Task to complete: Your answer should consist only of the lines below from the one with "key.private_op(&BigInteger::from_bytes_be(&em))?.to_bytes(k)" through the one with "if signature.len() != k", copied exactly.

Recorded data
* * * * *

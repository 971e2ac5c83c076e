//! RSASSA-PKCS1-v1_5 (RFC 8017, section 8.2).

use super::key::{RsaPrivateKey, RsaPublicKey};
use crate::{errors::Error, hash::HashAlg, math::BigInteger, utils::constant_time_eq};

// EMSA-PKCS1-v1_5: 0x00 || 0x01 || PS(0xff) || 0x00 || DigestInfo
fn encode(hash: HashAlg, message: &[u8], em_len: usize) -> Result<Vec<u8>, Error> {
    let prefix = hash.digest_info_prefix();
    let t_len = prefix.len() + hash.output_len();
    if em_len < t_len + 11 {
        return Err(Error::invalid_key("modulus too small for this digest"));
    }

    let mut em = vec![0xffu8; em_len];
    em[0] = 0x00;
    em[1] = 0x01;
    em[em_len - t_len - 1] = 0x00;
    em[em_len - t_len..em_len - hash.output_len()].copy_from_slice(prefix);
    em[em_len - hash.output_len()..].copy_from_slice(&hash.digest(message));
    Ok(em)
}

pub fn sign(key: &RsaPrivateKey, hash: HashAlg, message: &[u8]) -> Result<Vec<u8>, Error> {
    let k = key.public_key().size();
    let em = encode(hash, message, k)?;
    key.private_op(&BigInteger::from_bytes_be(&em))?.to_bytes(k)
}

/// Verify by re-encoding and comparing the whole block.
pub fn verify(key: &RsaPublicKey, hash: HashAlg, message: &[u8], signature: &[u8]) -> Result<(), Error> {
    let k = key.size();
    if signature.len() != k {
        return Err(Error::Verification);
    }
    let em = key
        .public_op(&BigInteger::from_bytes_be(signature))
        .and_then(|m| m.to_bytes(k))
        .map_err(|_| Error::Verification)?;
    let expected = encode(hash, message, k).map_err(|_| Error::Verification)?;

    if constant_time_eq(&em, &expected) {
        Ok(())
    } else {
        Err(Error::Verification)
    }
}
use crate::hash::HashAlg;

/// MGF1 mask generation function (RFC 8017, appendix B.2.1).
pub(crate) fn mgf1(hash: HashAlg, seed: &[u8], len: usize) -> Vec<u8> {
    let mut mask = Vec::with_capacity(len + hash.output_len());
    let mut counter: u32 = 0;
    while mask.len() < len {
        mask.extend(hash.digest_parts(&[seed, &counter.to_be_bytes()]));
        counter += 1;
    }
    mask.truncate(len);
    mask
}

/// XOR `mask` into `data` in place.
pub(crate) fn xor_in_place(data: &mut [u8], mask: &[u8]) {
    for (d, m) in data.iter_mut().zip(mask) {
        *d ^= m;
    }
}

* * * * *

Exercise response:
    key.private_op(&BigInteger::from_bytes_be(&em))?.to_bytes(k)
}

/// Verify by re-encoding and comparing the whole block.
pub fn verify(key: &RsaPublicKey, hash: HashAlg, message: &[u8], signature: &[u8]) -> Result<(), Error> {
    let k = key.size();
    if signature.len() != k {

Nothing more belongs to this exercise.